Assignment
Scan the records below for the word "does". Copy each line where it appears.

Records provided

#####

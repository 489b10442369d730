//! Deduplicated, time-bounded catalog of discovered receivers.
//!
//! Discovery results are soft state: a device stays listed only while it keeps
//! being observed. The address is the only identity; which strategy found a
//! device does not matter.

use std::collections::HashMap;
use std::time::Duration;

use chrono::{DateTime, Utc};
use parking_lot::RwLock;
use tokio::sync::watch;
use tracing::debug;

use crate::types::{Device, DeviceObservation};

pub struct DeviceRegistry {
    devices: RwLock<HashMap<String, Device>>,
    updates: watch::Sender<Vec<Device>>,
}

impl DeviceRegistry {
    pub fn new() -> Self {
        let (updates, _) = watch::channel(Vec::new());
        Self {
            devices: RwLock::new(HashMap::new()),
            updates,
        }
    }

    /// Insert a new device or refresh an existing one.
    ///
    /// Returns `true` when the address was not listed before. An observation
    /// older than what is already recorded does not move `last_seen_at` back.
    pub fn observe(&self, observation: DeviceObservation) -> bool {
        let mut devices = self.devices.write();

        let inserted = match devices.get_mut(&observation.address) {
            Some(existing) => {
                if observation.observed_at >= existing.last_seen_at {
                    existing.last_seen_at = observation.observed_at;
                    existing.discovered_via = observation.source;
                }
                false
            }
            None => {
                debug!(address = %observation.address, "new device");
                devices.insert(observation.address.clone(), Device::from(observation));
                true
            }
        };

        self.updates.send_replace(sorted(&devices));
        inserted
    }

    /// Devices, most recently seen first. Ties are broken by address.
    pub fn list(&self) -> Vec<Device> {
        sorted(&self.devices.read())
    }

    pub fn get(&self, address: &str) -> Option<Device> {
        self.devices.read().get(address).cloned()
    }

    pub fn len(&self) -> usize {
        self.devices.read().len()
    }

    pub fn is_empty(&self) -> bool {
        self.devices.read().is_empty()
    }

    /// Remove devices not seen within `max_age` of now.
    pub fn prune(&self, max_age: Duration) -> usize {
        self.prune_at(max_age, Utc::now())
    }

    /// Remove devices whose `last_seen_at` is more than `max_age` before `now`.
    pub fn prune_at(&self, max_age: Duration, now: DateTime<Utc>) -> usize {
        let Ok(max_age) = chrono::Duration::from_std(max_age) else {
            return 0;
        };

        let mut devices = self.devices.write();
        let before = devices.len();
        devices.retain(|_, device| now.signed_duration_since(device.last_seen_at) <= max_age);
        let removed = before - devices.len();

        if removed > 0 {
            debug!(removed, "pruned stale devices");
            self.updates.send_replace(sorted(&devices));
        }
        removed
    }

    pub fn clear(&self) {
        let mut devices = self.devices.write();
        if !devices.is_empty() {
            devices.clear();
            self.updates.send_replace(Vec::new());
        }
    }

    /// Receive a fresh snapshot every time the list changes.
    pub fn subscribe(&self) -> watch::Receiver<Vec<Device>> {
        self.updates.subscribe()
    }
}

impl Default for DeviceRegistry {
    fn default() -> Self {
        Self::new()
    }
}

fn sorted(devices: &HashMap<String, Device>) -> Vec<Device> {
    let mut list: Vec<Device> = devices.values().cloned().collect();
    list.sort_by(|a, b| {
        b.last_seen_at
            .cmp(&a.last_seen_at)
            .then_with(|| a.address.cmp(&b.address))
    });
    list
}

#####

Response to this exercise
//! device does not matter.
    /// older than what is already recorded does not move `last_seen_at` back.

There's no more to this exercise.